> **WHAT YOU HAVE TO DO**: Scan the records that follow, and whenever a line has the word "trace", copy it.
───── RECORDS FOR THIS TASK ─────
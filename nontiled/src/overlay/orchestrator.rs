//! Fetch orchestration and the staleness guard.
//!
//! The orchestrator owns the provider and the key of the most recent request.
//! Superseded requests are never cancelled; their completions are simply
//! rejected by [`Orchestrator::accept`] when they arrive.

use tokio::sync::mpsc::{self, UnboundedReceiver, UnboundedSender};
use tracing::debug;

use crate::overlay::SlotId;
use crate::provider::{Completion, CompletionSink, FetchProvider, ProviderError, Tag};
use crate::request::{Request, RequestKey};

/// Immediate result of issuing a request.
#[derive(Debug)]
pub(crate) enum Issued {
    /// A sync provider returned the URL.
    Ready(String),
    /// A sync provider failed.
    Failed(ProviderError),
    /// An async provider will deliver through its sink.
    Awaiting,
}

pub(crate) struct Orchestrator {
    provider: FetchProvider,
    latest_key: Option<RequestKey>,
    sender: UnboundedSender<Completion>,
    receiver: UnboundedReceiver<Completion>,
}

impl Orchestrator {
    pub(crate) fn new(provider: FetchProvider) -> Self {
        let (sender, receiver) = mpsc::unbounded_channel();
        Self {
            provider,
            latest_key: None,
            sender,
            receiver,
        }
    }

    pub(crate) fn provider(&self) -> &FetchProvider {
        &self.provider
    }

    pub(crate) fn provider_mut(&mut self) -> &mut FetchProvider {
        &mut self.provider
    }

    pub(crate) fn latest_key(&self) -> Option<&RequestKey> {
        self.latest_key.as_ref()
    }

    /// Record that the latest intent is "show nothing".
    pub(crate) fn mark_empty(&mut self) {
        self.latest_key = Some(RequestKey::empty());
    }

    /// Make `request` the latest intent and hand it to the provider.
    pub(crate) fn issue(&mut self, slot: SlotId, request: &Request) -> Issued {
        self.latest_key = Some(request.key().clone());
        debug!(key = %request.key(), ?slot, provider = self.provider.name(), "Issuing request");

        match &mut self.provider {
            FetchProvider::Sync(provider) => {
                match provider.resource_url(request.bounds(), request.width(), request.height()) {
                    Ok(url) => Issued::Ready(url),
                    Err(e) => Issued::Failed(e),
                }
            }
            FetchProvider::Async(provider) => {
                let sink = CompletionSink::new(slot, self.sender.clone());
                provider.request_resource_url(
                    request.bounds(),
                    request.width(),
                    request.height(),
                    request.key(),
                    sink,
                );
                Issued::Awaiting
            }
        }
    }

    /// True only when `key` is the latest issued key.
    pub(crate) fn accept(&self, key: &RequestKey) -> bool {
        self.latest_key.as_ref() == Some(key)
    }

    /// Next queued completion, if any.
    pub(crate) fn try_next(&mut self) -> Option<Completion> {
        self.receiver.try_recv().ok()
    }

    /// Wait for the next completion.
    pub(crate) async fn next(&mut self) -> Option<Completion> {
        self.receiver.recv().await
    }

    /// Drop every queued completion. Returns how many were discarded.
    pub(crate) fn discard_pending(&mut self) -> usize {
        let mut discarded = 0;
        while self.receiver.try_recv().is_ok() {
            discarded += 1;
        }
        discarded
    }

    pub(crate) fn tag_resolved(&mut self, tag: &Tag) {
        if let FetchProvider::Async(provider) = &mut self.provider {
            provider.on_tag_resolved(tag);
        }
    }
}
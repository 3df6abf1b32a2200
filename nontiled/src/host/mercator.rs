//! Headless spherical Web Mercator host.
//!
//! Implements [`MapHost`] over the standard 256 px Web Mercator pixel pyramid,
//! with the same pixel-origin bookkeeping an interactive map keeps: layer
//! pixels are measured from an origin fixed at the last zoom change, and
//! panning only moves the map pane offset. Used by the CLI simulator and tests.

use std::collections::BTreeMap;
use std::f64::consts::PI;
use std::sync::Arc;

use tracing::trace;

use crate::geo::{GeoBounds, LatLng, PixelPoint};
use crate::host::{HostEventKind, MapHost, SubscriptionId};
use crate::surface::headless::{AlwaysLoad, HeadlessPane, PaneHandle, ResourceResolver};
use crate::surface::{OverlayPane, PaneSpec};

/// Pixel size of one tile at zoom 0; the world is `TILE_SIZE * 2^zoom` wide.
pub const TILE_SIZE: f64 = 256.0;

/// Latitude limit of the square Web Mercator world.
const MAX_LATITUDE: f64 = 85.051_128_779_8;

fn world_size(zoom: f64) -> f64 {
    TILE_SIZE * 2.0_f64.powf(zoom)
}

/// Project a geographic point to absolute world pixels at `zoom`.
fn project(point: LatLng, zoom: f64) -> PixelPoint {
    let n = world_size(zoom);
    let lat_rad = point.lat.clamp(-MAX_LATITUDE, MAX_LATITUDE).to_radians();

    let x = (point.lng + 180.0) / 360.0 * n;
    let y = (1.0 - lat_rad.tan().asinh() / PI) / 2.0 * n;
    PixelPoint::new(x, y)
}

/// Inverse of [`project`].
fn unproject(point: PixelPoint, zoom: f64) -> LatLng {
    let n = world_size(zoom);
    let lng = point.x / n * 360.0 - 180.0;
    let lat = (PI * (1.0 - 2.0 * point.y / n)).sinh().atan().to_degrees();
    LatLng::new(lat, lng)
}

/// In-memory map host.
///
/// # Example
///
/// ```
/// use nontiled::geo::LatLng;
/// use nontiled::host::{MapHost, WebMercatorHost};
///
/// let host = WebMercatorHost::new(LatLng::new(0.0, 0.0), 2.0, 800.0, 600.0);
/// let bounds = host.visible_bounds();
/// assert!(bounds.west < 0.0 && bounds.east > 0.0);
/// assert_eq!(host.zoom_scale(3.0, 2.0), 2.0);
/// ```
pub struct WebMercatorHost {
    center: LatLng,
    zoom: f64,
    width: f64,
    height: f64,
    pixel_origin: PixelPoint,
    pane_position: PixelPoint,
    zoom_animated: bool,
    supports_canvas: bool,
    device_pixel_ratio: f64,
    resolver: Arc<dyn ResourceResolver>,
    subscriptions: BTreeMap<SubscriptionId, HostEventKind>,
    next_subscription: u64,
    pane: Option<PaneHandle>,
}

impl WebMercatorHost {
    /// Create a host centered on `center` with a `width` × `height` container.
    pub fn new(center: LatLng, zoom: f64, width: f64, height: f64) -> Self {
        let mut host = Self {
            center,
            zoom,
            width,
            height,
            pixel_origin: PixelPoint::default(),
            pane_position: PixelPoint::default(),
            zoom_animated: true,
            supports_canvas: true,
            device_pixel_ratio: 1.0,
            resolver: Arc::new(AlwaysLoad),
            subscriptions: BTreeMap::new(),
            next_subscription: 1,
            pane: None,
        };
        host.reset_origin();
        host
    }

    /// Decide URL load outcomes for panes created from now on.
    pub fn with_resolver(mut self, resolver: impl ResourceResolver + 'static) -> Self {
        self.resolver = Arc::new(resolver);
        self
    }

    /// Enable or disable animated zoom frames.
    pub fn with_zoom_animation(mut self, enabled: bool) -> Self {
        self.zoom_animated = enabled;
        self
    }

    /// Declare canvas support.
    pub fn with_canvas_support(mut self, supported: bool) -> Self {
        self.supports_canvas = supported;
        self
    }

    /// Set the device pixel ratio.
    pub fn with_device_pixel_ratio(mut self, ratio: f64) -> Self {
        self.device_pixel_ratio = ratio;
        self
    }

    /// Current center.
    pub fn center(&self) -> LatLng {
        self.center
    }

    fn half_size(&self) -> PixelPoint {
        PixelPoint::new(self.width / 2.0, self.height / 2.0)
    }

    fn reset_origin(&mut self) {
        self.pixel_origin = project(self.center, self.zoom).sub(self.half_size()).round();
        self.pane_position = PixelPoint::default();
    }

    /// Move the view. A zoom change resets the pixel origin; a pure pan
    /// only shifts the pane.
    pub fn set_view(&mut self, center: LatLng, zoom: f64) {
        self.center = center;
        if zoom != self.zoom {
            self.zoom = zoom;
            self.reset_origin();
        } else {
            let layer_center = project(center, zoom).sub(self.pixel_origin);
            self.pane_position = self.half_size().sub(layer_center).round();
        }
        trace!(lat = center.lat, lng = center.lng, zoom, "view set");
    }

    /// Pan by a pixel offset.
    pub fn pan_by(&mut self, dx: f64, dy: f64) {
        let target = project(self.center, self.zoom).add(PixelPoint::new(dx, dy));
        self.set_view(unproject(target, self.zoom), self.zoom);
    }

    /// Resize the container.
    pub fn resize(&mut self, width: f64, height: f64) {
        self.width = width;
        self.height = height;
        self.reset_origin();
    }

    /// Event kinds with a live registration, in registration order.
    pub fn active_subscriptions(&self) -> Vec<HostEventKind> {
        self.subscriptions.values().copied().collect()
    }

    /// Inspection handle onto the most recently created pane.
    pub fn pane_handle(&self) -> Option<PaneHandle> {
        self.pane.clone()
    }

    fn container_to_world(&self, point: PixelPoint) -> PixelPoint {
        point.sub(self.pane_position).add(self.pixel_origin)
    }
}

impl MapHost for WebMercatorHost {
    fn visible_bounds(&self) -> GeoBounds {
        let nw = self.container_to_world(PixelPoint::new(0.0, 0.0));
        let se = self.container_to_world(PixelPoint::new(self.width, self.height));
        GeoBounds::from_corners(unproject(nw, self.zoom), unproject(se, self.zoom))
    }

    fn zoom(&self) -> f64 {
        self.zoom
    }

    fn container_size(&self) -> (f64, f64) {
        (self.width, self.height)
    }

    fn project_to_container(&self, point: LatLng) -> PixelPoint {
        self.project_to_layer(point).add(self.pane_position)
    }

    fn project_to_layer(&self, point: LatLng) -> PixelPoint {
        project(point, self.zoom).round().sub(self.pixel_origin)
    }

    fn project_to_layer_at(&self, point: LatLng, zoom: f64, center: LatLng) -> PixelPoint {
        let origin = project(center, zoom)
            .sub(self.half_size())
            .add(self.pane_position)
            .round();
        project(point, zoom).sub(origin)
    }

    fn zoom_scale(&self, to_zoom: f64, from_zoom: f64) -> f64 {
        2.0_f64.powf(to_zoom - from_zoom)
    }

    fn zoom_animated(&self) -> bool {
        self.zoom_animated
    }

    fn supports_canvas(&self) -> bool {
        self.supports_canvas
    }

    fn device_pixel_ratio(&self) -> f64 {
        self.device_pixel_ratio
    }

    fn create_pane(&mut self, spec: &PaneSpec) -> Box<dyn OverlayPane> {
        let mut pane = HeadlessPane::with_resolver(Arc::clone(&self.resolver));
        pane.apply_spec(spec);
        self.pane = Some(pane.handle());
        Box::new(pane)
    }

    fn subscribe(&mut self, kind: HostEventKind) -> SubscriptionId {
        let id = SubscriptionId(self.next_subscription);
        self.next_subscription += 1;
        self.subscriptions.insert(id, kind);
        id
    }

    fn unsubscribe(&mut self, id: SubscriptionId) {
        self.subscriptions.remove(&id);
    }
}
─────
> **THE COMPLETED TASK**:
use tracing::trace;
        trace!(lat = center.lat, lng = center.lng, zoom, "view set");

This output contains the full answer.